REQUIREMENT: Return every line below in which "HashedPassword" appears.

RECORD SET:

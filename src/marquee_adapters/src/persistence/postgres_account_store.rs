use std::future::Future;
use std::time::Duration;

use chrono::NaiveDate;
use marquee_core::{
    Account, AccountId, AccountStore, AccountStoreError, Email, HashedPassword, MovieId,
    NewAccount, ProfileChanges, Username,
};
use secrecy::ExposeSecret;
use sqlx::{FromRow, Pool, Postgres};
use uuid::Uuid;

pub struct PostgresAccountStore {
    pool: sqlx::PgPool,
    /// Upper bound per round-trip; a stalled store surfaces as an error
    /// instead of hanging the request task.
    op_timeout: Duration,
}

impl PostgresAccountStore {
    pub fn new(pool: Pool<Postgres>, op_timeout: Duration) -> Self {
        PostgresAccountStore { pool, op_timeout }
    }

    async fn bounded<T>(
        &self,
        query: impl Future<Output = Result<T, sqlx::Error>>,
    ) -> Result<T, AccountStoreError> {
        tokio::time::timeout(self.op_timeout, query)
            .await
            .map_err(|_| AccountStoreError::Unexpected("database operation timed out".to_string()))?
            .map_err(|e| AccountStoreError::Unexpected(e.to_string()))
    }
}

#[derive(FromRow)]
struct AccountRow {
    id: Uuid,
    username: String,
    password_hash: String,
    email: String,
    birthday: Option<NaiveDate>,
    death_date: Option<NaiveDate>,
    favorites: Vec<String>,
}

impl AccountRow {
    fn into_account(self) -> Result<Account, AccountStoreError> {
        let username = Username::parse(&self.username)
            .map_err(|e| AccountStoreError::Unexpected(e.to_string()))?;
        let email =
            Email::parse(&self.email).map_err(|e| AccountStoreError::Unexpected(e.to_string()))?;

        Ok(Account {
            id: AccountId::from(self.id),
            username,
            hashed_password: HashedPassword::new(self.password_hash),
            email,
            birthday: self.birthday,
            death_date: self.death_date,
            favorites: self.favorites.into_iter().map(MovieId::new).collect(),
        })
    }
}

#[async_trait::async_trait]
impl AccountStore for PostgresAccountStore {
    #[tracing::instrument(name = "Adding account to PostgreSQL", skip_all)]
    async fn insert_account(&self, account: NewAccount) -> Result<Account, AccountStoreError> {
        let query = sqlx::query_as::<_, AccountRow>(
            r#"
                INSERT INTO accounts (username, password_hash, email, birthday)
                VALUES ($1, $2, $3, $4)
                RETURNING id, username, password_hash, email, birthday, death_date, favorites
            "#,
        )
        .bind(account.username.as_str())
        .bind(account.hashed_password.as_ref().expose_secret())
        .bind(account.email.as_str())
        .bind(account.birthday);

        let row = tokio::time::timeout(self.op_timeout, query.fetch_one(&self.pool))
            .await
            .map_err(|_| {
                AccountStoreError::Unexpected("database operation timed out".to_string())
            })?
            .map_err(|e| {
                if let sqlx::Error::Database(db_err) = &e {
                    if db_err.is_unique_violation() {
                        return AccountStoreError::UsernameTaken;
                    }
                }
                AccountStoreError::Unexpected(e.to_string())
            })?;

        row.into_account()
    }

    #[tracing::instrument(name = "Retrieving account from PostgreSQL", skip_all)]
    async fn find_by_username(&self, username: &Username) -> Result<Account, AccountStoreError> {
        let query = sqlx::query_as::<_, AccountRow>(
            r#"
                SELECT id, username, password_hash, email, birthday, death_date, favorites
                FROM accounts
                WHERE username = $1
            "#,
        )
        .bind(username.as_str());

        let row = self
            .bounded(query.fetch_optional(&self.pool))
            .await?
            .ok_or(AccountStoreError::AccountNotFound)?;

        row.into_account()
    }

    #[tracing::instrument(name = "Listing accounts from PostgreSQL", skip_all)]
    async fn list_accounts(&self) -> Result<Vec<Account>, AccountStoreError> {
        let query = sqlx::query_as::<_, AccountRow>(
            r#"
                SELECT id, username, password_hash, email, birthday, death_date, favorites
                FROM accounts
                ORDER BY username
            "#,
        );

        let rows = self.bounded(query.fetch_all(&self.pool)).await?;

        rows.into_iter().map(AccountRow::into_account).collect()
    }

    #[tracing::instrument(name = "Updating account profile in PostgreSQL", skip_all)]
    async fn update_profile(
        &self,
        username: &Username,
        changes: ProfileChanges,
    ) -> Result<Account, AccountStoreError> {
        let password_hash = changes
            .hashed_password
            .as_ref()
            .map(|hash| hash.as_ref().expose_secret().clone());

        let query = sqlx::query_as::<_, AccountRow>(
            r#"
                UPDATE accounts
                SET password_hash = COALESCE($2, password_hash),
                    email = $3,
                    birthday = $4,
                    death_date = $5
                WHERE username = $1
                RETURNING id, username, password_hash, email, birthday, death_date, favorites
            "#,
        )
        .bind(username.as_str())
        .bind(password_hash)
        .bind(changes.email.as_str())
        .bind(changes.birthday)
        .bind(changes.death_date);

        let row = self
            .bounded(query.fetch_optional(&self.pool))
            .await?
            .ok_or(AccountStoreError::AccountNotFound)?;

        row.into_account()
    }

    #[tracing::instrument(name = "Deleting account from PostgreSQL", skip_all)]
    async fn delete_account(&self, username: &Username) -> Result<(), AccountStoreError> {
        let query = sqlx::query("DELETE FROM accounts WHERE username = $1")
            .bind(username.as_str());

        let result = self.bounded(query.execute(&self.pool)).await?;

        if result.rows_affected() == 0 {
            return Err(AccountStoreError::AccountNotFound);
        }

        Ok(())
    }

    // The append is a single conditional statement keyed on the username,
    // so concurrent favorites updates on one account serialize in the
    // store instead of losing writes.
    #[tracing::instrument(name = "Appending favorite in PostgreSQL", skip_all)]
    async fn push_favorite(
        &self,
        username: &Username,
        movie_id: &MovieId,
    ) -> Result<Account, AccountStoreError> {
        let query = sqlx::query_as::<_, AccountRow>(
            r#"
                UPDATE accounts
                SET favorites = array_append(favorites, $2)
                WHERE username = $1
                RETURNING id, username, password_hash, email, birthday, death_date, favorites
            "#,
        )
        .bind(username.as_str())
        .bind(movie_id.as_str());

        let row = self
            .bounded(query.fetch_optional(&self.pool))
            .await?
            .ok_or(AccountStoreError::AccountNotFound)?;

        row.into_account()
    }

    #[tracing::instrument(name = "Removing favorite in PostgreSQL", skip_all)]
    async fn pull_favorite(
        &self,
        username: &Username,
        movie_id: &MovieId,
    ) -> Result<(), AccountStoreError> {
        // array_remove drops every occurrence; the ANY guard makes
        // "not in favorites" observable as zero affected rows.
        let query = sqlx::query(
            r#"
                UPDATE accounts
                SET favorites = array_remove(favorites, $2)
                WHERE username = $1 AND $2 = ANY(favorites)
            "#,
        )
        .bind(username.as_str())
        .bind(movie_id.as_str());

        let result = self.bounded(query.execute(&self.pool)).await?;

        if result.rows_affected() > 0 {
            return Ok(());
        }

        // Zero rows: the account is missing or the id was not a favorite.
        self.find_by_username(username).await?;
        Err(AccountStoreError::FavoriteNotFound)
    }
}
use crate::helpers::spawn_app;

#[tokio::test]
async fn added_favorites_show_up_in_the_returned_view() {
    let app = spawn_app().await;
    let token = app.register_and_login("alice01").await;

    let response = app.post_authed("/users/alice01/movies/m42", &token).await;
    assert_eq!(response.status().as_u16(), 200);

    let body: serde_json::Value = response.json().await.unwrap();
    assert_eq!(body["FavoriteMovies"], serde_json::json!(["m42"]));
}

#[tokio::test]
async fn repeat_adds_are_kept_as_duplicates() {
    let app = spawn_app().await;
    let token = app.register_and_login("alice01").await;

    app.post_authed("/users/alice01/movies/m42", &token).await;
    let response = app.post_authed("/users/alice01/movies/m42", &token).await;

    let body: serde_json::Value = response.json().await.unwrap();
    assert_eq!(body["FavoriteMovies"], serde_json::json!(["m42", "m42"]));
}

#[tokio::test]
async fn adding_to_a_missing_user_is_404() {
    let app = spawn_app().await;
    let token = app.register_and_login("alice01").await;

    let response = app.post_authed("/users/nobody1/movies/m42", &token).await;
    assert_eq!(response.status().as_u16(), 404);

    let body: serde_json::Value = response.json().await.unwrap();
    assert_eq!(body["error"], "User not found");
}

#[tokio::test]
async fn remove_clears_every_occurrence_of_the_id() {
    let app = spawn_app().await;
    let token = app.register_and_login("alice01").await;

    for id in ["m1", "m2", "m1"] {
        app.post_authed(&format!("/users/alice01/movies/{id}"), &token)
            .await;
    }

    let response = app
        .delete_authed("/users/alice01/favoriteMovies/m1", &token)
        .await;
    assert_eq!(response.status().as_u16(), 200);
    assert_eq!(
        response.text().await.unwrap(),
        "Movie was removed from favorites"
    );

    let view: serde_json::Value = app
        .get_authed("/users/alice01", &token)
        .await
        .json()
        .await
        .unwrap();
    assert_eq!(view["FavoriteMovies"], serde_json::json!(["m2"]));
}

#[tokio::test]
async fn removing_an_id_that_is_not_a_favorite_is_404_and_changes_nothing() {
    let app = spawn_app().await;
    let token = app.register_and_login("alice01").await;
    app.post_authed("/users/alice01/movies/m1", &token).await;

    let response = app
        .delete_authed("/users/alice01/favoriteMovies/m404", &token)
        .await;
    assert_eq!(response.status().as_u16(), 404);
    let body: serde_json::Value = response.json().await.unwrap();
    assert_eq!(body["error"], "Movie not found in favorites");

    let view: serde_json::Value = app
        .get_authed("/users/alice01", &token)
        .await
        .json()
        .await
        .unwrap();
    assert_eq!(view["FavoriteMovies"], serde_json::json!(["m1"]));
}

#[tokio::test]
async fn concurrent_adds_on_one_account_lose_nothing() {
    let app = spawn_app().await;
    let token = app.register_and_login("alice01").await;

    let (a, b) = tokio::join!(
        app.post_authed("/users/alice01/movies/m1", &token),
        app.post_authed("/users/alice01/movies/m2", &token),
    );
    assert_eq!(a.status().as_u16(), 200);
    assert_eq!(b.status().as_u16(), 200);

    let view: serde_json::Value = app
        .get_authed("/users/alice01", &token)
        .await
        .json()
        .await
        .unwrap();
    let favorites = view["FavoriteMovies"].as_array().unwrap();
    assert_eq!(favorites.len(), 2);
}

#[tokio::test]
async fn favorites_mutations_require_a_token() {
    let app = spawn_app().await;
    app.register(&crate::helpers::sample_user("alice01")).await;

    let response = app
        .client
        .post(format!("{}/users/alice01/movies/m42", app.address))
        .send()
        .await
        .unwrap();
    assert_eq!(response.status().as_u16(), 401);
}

ANSWER BOX:
    Account, AccountId, AccountStore, AccountStoreError, Email, HashedPassword, MovieId,
            hashed_password: HashedPassword::new(self.password_hash),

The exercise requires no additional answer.